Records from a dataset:
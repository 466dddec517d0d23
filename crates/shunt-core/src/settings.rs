//! Layered runtime settings.
//!
//! Three layers, lowest to highest precedence: built-in defaults, the
//! `config.json` next to the storage root, and `SHUNT_`-prefixed environment
//! variables. The merged value lives behind an `RwLock` so long-running
//! tasks observe `reload()` without restarting.

use std::path::{Path, PathBuf};
use std::sync::Arc;

use anyhow::Context;
use serde::{Deserialize, Serialize};
use serde_json::Value;
use tokio::fs;
use tokio::sync::RwLock;
use tracing::warn;

const ENV_PREFIX: &str = "SHUNT_";

#[derive(Debug, Clone, Serialize, Deserialize)]
#[serde(default)]
pub struct Settings {
    pub log_level: String,
    /// Working directory the agent CLIs run in; also holds history trees.
    pub agent_home_path: PathBuf,
    /// Root for provider homes, session logs and other managed state.
    pub storage_path: PathBuf,
    pub vault_path: PathBuf,
    pub heartbeat_cooldown_seconds: u64,
    pub on_demand_cooldown_seconds: u64,
    /// Delay before the one-shot startup heartbeat check.
    pub initial_idle_seconds: u64,
    /// Comma-separated failover order, entries as `kind` or `kind:profile`.
    pub agent_use_order: String,
    pub enable_telegram: bool,
}

impl Default for Settings {
    fn default() -> Self {
        let root = dirs::home_dir()
            .unwrap_or_else(|| PathBuf::from("."))
            .join(".shunt");
        Self {
            log_level: "info".to_string(),
            agent_home_path: root.join("agent"),
            storage_path: root.join("storage"),
            vault_path: root.join("vault.json"),
            heartbeat_cooldown_seconds: 600,
            on_demand_cooldown_seconds: 600,
            initial_idle_seconds: 600,
            agent_use_order: "codex,gemini".to_string(),
            enable_telegram: false,
        }
    }
}

impl Settings {
    fn apply_file_layer(&mut self, raw: &str) {
        let overrides: Value = match serde_json::from_str(raw) {
            Ok(value) => value,
            Err(err) => {
                warn!("config.json is not valid JSON, keeping defaults: {err}");
                return;
            }
        };
        let mut merged = match serde_json::to_value(&*self) {
            Ok(value) => value,
            Err(_) => return,
        };
        deep_merge(&mut merged, &overrides);
        match serde_json::from_value(merged) {
            Ok(settings) => *self = settings,
            Err(err) => warn!("config.json has unusable field types: {err}"),
        }
    }

    fn apply_env_layer(&mut self) {
        for (key, value) in std::env::vars() {
            let Some(field) = key.strip_prefix(ENV_PREFIX) else {
                continue;
            };
            match field {
                "LOG_LEVEL" => self.log_level = value,
                "AGENT_HOME_PATH" => self.agent_home_path = PathBuf::from(value),
                "STORAGE_PATH" => self.storage_path = PathBuf::from(value),
                "VAULT_PATH" => self.vault_path = PathBuf::from(value),
                "HEARTBEAT_COOLDOWN_SECONDS" => {
                    parse_into(&mut self.heartbeat_cooldown_seconds, &key, &value)
                }
                "ON_DEMAND_COOLDOWN_SECONDS" => {
                    parse_into(&mut self.on_demand_cooldown_seconds, &key, &value)
                }
                "INITIAL_IDLE_SECONDS" => {
                    parse_into(&mut self.initial_idle_seconds, &key, &value)
                }
                "AGENT_USE_ORDER" => self.agent_use_order = value,
                "ENABLE_TELEGRAM" => parse_into(&mut self.enable_telegram, &key, &value),
                _ => {}
            }
        }
    }
}

fn parse_into<T: std::str::FromStr>(slot: &mut T, key: &str, value: &str) {
    match value.parse() {
        Ok(parsed) => *slot = parsed,
        Err(_) => warn!("ignoring unparsable env override {key}={value}"),
    }
}

fn deep_merge(base: &mut Value, patch: &Value) {
    match (base, patch) {
        (Value::Object(base_map), Value::Object(patch_map)) => {
            for (key, patch_value) in patch_map {
                match base_map.get_mut(key) {
                    Some(base_value) => deep_merge(base_value, patch_value),
                    None => {
                        base_map.insert(key.clone(), patch_value.clone());
                    }
                }
            }
        }
        (base_slot, patch_value) => *base_slot = patch_value.clone(),
    }
}

/// Shared handle over the merged settings.
#[derive(Clone)]
pub struct SettingsStore {
    config_path: PathBuf,
    inner: Arc<RwLock<Settings>>,
}

impl SettingsStore {
    /// Load from `config_path` (missing file is fine) and the environment.
    pub async fn load(config_path: impl AsRef<Path>) -> anyhow::Result<Self> {
        let config_path = config_path.as_ref().to_path_buf();
        let settings = Self::compose(&config_path).await?;
        Ok(Self {
            config_path,
            inner: Arc::new(RwLock::new(settings)),
        })
    }

    async fn compose(config_path: &Path) -> anyhow::Result<Settings> {
        let mut settings = Settings::default();
        match fs::read_to_string(config_path).await {
            Ok(raw) if !raw.trim().is_empty() => settings.apply_file_layer(&raw),
            Ok(_) => {}
            Err(err) if err.kind() == std::io::ErrorKind::NotFound => {}
            Err(err) => {
                return Err(err).with_context(|| {
                    format!("reading settings file {}", config_path.display())
                })
            }
        }
        settings.apply_env_layer();
        Ok(settings)
    }

    pub async fn get(&self) -> Settings {
        self.inner.read().await.clone()
    }

    /// Re-read the file and environment layers in place.
    pub async fn reload(&self) -> anyhow::Result<()> {
        let settings = Self::compose(&self.config_path).await?;
        *self.inner.write().await = settings;
        Ok(())
    }
}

### TASK GOAL
Every line of the data that includes the word "inner" should be copied.

### PROBLEM SOLUTION
    inner: Arc<RwLock<Settings>>,
            inner: Arc::new(RwLock::new(settings)),
        self.inner.read().await.clone()
        *self.inner.write().await = settings;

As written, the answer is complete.